Records from a dataset
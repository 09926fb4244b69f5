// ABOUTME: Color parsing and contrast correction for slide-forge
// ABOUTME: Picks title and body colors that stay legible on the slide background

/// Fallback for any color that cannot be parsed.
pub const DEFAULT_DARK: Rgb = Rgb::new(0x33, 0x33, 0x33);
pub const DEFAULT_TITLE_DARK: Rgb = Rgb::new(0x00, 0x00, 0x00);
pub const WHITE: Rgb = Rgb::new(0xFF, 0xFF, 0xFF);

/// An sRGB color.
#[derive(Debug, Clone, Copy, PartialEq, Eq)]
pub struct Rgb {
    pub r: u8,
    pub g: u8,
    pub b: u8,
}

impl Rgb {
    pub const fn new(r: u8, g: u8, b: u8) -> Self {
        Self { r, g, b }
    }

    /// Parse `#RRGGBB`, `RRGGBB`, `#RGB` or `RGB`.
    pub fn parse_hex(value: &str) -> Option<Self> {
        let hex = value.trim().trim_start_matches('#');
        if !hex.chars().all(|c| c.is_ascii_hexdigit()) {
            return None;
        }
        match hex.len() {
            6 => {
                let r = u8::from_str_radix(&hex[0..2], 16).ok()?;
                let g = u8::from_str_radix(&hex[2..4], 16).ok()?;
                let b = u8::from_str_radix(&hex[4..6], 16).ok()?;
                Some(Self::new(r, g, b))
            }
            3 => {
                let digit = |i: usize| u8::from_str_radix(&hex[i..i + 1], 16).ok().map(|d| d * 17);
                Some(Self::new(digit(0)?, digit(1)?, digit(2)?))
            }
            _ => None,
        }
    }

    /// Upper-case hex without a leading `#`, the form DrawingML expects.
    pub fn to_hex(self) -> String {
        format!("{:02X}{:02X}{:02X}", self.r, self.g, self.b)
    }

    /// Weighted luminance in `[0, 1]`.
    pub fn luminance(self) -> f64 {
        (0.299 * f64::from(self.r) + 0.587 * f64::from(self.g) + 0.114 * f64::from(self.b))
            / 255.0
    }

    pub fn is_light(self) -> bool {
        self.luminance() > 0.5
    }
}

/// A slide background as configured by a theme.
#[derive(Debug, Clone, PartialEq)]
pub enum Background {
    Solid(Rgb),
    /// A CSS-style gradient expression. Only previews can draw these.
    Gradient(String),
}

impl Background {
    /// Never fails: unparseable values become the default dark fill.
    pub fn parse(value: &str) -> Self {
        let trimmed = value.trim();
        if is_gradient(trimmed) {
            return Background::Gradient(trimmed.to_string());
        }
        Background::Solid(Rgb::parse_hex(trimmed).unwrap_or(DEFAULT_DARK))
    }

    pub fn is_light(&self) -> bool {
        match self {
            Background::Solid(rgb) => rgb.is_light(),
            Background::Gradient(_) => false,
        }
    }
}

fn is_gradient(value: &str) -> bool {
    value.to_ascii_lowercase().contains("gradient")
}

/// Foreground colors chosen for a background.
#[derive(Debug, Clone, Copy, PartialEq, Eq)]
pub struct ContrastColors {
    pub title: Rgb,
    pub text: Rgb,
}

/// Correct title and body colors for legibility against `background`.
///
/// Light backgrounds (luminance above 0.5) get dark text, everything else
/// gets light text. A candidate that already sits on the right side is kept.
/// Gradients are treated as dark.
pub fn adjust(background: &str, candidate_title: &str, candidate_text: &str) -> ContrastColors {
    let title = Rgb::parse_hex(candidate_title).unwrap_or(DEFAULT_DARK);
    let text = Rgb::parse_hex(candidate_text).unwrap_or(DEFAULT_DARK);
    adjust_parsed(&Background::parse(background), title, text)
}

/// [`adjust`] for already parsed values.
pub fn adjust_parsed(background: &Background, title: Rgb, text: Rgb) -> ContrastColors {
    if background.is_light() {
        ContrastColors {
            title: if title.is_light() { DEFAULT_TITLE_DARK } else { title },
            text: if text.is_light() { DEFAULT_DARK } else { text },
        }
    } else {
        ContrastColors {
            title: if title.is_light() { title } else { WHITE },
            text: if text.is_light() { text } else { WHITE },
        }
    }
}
* * *
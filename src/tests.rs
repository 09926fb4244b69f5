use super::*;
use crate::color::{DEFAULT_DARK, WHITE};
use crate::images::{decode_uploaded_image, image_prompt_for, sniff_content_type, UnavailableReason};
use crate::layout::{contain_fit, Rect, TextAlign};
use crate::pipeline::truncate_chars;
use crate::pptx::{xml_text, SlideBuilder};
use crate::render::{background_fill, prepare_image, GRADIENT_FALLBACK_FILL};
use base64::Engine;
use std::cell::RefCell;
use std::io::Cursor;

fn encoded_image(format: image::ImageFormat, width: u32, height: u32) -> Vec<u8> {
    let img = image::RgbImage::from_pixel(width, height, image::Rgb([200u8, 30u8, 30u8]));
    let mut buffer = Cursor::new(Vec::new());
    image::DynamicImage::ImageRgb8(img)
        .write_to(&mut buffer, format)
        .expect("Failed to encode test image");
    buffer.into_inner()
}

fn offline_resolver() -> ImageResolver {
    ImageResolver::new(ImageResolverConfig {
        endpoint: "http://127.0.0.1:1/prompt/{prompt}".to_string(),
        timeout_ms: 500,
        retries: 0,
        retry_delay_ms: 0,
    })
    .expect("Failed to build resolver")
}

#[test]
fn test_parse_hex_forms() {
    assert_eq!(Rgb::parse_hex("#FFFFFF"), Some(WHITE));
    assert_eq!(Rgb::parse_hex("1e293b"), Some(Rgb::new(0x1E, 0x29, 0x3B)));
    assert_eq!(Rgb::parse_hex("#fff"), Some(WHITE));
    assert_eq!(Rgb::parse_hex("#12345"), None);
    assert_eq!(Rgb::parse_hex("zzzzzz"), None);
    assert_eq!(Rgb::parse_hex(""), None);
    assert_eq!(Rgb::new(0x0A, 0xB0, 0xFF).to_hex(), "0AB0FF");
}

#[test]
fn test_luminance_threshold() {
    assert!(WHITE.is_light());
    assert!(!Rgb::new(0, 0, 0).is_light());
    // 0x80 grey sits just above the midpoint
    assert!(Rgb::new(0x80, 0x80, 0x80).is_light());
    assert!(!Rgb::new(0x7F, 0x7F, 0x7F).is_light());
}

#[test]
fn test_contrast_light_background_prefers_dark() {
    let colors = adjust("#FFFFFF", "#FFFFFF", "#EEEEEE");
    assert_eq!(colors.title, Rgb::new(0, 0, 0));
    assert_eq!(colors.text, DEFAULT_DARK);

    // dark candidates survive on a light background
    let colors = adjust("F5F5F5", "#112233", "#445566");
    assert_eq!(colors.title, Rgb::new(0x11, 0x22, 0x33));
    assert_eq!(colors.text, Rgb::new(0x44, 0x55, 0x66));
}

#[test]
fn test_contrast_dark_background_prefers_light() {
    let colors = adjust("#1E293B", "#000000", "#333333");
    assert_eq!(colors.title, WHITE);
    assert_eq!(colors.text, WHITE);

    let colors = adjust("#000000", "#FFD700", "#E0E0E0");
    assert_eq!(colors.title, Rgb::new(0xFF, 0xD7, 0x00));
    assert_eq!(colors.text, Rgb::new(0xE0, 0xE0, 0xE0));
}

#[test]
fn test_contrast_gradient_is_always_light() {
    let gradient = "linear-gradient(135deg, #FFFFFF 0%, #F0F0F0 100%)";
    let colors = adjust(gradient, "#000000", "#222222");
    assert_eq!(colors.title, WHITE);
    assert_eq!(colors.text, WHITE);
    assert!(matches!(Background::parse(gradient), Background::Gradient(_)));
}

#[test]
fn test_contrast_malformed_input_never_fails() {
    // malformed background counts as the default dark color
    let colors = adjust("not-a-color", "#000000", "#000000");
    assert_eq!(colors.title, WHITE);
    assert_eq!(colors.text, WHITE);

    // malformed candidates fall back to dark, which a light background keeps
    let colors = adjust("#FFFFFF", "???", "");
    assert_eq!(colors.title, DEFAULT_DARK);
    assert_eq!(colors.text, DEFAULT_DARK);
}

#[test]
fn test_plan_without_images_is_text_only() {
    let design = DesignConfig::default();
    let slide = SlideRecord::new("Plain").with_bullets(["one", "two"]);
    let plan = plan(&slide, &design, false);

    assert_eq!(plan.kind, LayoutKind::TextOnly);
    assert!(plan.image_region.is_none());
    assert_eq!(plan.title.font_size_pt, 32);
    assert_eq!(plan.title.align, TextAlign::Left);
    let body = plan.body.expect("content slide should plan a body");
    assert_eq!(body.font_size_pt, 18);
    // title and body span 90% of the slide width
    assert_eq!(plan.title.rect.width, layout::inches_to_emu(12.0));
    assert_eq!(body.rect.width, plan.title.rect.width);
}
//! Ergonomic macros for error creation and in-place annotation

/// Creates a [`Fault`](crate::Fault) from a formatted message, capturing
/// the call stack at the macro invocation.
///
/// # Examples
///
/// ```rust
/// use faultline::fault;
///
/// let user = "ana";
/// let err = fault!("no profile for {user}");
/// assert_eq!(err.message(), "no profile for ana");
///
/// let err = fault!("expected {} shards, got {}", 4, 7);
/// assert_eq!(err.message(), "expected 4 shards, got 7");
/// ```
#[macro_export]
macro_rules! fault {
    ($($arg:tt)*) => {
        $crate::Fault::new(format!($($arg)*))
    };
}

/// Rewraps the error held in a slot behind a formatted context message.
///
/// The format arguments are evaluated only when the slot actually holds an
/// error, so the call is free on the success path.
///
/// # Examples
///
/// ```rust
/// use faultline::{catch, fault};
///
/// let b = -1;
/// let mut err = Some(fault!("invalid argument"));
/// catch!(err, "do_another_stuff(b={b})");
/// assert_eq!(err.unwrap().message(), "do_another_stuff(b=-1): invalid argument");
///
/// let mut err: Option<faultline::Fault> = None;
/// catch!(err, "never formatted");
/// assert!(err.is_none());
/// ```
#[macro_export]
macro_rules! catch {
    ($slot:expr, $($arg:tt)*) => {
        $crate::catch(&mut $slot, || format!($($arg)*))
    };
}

### Exercise description
Task for the records above: copy every line in which the word "struct" occurs.

### Response to the task
pub struct Rgb {
pub struct ContrastColors {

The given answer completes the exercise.